** Opening Given entries block **

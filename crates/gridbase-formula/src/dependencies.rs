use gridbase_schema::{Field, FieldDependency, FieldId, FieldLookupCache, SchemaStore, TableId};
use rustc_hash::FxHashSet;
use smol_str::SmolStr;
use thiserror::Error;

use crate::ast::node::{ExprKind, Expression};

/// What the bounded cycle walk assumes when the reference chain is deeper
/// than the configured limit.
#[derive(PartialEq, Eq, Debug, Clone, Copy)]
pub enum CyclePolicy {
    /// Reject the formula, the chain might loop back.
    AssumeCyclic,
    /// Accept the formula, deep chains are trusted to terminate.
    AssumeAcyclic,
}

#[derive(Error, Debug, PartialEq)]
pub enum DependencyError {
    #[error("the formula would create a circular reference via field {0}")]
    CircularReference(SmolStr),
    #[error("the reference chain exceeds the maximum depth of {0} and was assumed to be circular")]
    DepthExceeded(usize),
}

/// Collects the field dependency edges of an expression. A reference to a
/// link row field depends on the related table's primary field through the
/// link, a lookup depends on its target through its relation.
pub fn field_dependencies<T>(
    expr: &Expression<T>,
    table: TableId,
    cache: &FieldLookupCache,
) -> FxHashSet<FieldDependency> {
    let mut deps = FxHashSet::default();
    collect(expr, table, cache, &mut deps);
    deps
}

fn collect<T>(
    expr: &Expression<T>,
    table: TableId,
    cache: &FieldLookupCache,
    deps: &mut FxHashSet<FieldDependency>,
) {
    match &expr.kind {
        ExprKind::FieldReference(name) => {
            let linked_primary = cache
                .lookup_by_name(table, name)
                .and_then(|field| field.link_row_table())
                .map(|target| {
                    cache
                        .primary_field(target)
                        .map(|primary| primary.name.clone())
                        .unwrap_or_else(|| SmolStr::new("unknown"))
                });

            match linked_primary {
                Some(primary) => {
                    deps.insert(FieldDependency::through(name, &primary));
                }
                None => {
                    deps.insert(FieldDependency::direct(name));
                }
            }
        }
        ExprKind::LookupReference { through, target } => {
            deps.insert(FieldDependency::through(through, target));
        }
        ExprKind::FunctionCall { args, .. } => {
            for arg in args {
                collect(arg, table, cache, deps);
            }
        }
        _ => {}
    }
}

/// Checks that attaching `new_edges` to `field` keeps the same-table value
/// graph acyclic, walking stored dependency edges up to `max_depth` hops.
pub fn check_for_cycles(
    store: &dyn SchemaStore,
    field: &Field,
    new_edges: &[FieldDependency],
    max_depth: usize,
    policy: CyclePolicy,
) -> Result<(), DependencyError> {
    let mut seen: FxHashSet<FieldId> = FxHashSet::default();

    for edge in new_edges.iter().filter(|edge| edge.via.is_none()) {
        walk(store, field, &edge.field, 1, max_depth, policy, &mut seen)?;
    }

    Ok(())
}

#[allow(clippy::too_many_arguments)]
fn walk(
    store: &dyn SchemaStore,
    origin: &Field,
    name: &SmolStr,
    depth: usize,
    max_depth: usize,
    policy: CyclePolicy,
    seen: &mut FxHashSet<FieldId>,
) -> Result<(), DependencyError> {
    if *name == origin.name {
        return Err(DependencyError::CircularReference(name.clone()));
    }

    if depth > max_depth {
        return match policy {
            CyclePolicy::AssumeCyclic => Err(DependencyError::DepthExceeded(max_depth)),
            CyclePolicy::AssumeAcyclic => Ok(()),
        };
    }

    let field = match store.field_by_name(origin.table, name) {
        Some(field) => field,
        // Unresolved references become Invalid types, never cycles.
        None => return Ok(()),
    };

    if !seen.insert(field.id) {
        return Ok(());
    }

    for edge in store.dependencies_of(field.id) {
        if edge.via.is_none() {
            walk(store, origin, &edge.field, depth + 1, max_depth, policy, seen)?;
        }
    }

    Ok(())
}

** Closing Given entries block **
** Opening Given entries block **

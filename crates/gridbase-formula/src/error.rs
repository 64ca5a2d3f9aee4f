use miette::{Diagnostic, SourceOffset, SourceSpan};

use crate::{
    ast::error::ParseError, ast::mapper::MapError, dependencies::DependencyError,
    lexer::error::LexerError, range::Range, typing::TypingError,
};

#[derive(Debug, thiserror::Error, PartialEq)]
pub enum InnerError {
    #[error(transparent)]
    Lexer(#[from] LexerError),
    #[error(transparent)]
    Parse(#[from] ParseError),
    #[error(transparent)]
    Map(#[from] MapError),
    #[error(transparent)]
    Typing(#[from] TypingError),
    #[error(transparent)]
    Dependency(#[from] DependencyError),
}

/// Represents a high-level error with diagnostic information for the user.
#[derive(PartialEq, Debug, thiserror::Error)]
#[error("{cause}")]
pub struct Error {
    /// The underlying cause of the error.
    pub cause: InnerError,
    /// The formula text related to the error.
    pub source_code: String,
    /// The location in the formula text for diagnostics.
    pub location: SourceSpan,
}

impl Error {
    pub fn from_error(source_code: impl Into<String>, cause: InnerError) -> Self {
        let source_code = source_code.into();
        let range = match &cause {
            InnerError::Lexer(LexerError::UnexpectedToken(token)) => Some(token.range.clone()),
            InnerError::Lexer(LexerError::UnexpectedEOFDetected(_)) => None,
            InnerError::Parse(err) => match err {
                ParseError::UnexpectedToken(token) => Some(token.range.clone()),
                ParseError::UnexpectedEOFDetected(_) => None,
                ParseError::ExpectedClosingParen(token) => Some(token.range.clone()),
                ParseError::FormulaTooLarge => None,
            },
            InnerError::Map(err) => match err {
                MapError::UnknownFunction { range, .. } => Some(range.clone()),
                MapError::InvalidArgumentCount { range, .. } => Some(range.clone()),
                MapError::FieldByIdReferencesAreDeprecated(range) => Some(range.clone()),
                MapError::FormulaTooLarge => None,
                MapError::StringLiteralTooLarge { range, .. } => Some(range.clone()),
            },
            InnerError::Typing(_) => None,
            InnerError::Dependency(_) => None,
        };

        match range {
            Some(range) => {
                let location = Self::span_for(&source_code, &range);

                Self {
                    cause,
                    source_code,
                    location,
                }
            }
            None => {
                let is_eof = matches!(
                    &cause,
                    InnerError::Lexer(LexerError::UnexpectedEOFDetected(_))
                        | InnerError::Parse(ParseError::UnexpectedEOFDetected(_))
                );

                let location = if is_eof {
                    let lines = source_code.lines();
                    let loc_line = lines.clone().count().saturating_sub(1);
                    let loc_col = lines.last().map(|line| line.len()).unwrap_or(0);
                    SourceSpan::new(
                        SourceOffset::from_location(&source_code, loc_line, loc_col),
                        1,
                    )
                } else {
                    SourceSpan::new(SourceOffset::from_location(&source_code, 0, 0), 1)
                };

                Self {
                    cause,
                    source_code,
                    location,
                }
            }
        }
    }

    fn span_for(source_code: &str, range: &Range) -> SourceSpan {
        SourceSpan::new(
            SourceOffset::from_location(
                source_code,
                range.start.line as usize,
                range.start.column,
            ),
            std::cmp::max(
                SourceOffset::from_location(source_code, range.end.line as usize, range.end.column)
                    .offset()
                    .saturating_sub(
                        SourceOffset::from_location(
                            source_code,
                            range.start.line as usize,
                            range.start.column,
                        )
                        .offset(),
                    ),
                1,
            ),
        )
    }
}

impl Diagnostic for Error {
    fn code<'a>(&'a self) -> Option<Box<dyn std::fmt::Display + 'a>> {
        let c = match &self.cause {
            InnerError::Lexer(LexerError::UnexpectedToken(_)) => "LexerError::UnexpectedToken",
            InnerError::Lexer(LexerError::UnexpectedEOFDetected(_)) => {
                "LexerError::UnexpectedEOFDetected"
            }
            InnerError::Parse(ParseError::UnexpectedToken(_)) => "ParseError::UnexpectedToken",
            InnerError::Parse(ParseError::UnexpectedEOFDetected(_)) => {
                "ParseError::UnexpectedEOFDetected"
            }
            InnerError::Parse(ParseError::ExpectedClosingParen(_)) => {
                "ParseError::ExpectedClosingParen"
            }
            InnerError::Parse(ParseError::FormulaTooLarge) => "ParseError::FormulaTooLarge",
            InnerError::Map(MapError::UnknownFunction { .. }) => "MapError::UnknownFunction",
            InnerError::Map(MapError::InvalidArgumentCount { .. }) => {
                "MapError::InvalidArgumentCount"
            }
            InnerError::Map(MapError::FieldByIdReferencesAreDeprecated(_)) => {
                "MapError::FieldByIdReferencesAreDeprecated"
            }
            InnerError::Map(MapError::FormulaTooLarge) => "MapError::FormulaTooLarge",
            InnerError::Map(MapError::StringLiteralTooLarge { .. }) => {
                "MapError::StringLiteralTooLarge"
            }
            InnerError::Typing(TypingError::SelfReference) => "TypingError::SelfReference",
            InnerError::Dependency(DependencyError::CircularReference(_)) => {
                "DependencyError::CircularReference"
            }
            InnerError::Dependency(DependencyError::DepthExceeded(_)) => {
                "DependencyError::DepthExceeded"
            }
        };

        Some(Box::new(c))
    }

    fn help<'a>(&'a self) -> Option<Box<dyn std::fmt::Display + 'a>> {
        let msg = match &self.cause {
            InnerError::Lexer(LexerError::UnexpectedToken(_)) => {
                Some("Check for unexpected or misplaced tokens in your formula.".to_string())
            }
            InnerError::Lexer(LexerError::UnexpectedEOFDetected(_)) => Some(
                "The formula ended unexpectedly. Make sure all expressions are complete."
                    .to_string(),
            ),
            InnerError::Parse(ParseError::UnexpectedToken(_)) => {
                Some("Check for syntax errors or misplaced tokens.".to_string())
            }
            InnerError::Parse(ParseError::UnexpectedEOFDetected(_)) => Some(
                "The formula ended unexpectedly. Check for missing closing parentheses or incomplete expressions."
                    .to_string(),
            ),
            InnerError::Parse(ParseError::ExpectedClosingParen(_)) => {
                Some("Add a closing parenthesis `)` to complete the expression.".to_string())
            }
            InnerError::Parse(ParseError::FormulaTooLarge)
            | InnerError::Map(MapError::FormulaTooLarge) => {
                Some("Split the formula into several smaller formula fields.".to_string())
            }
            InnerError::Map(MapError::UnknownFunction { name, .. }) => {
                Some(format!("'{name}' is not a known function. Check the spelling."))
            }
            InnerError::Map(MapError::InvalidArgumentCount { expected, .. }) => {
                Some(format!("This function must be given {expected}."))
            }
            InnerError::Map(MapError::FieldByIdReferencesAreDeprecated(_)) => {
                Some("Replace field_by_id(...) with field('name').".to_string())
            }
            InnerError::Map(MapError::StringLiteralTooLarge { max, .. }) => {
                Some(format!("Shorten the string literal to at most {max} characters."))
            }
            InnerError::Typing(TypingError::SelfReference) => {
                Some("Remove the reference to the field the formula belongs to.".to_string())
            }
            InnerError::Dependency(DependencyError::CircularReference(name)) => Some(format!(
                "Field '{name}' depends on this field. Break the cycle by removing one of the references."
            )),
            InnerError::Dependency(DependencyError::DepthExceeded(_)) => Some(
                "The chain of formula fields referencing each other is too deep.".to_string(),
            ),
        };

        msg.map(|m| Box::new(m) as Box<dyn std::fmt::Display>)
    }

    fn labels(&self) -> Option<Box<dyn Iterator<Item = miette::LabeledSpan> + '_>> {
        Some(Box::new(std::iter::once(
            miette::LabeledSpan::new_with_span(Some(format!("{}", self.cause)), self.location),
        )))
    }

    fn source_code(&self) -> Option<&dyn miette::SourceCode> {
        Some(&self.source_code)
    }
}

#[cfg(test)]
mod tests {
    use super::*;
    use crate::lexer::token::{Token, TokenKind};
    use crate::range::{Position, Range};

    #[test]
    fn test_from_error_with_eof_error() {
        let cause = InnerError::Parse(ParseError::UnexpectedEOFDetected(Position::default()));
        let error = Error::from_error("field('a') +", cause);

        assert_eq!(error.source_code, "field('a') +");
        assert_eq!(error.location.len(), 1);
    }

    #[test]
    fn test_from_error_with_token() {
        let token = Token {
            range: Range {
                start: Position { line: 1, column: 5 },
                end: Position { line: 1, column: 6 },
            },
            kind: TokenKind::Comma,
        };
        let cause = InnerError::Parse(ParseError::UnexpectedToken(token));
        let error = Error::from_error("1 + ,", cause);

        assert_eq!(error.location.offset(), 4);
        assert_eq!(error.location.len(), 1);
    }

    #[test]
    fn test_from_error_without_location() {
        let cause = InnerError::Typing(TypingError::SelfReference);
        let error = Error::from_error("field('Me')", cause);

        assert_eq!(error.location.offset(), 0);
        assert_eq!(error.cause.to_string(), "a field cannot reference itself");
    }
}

** Closing Given entries block **

▶ **What you will do**
Scan the data above; copy every line where "start" appears.

▶ **Finished exercise**
                range.start.line as usize,
                range.start.column,
                            range.start.line as usize,
                            range.start.column,
                start: Position { line: 1, column: 5 },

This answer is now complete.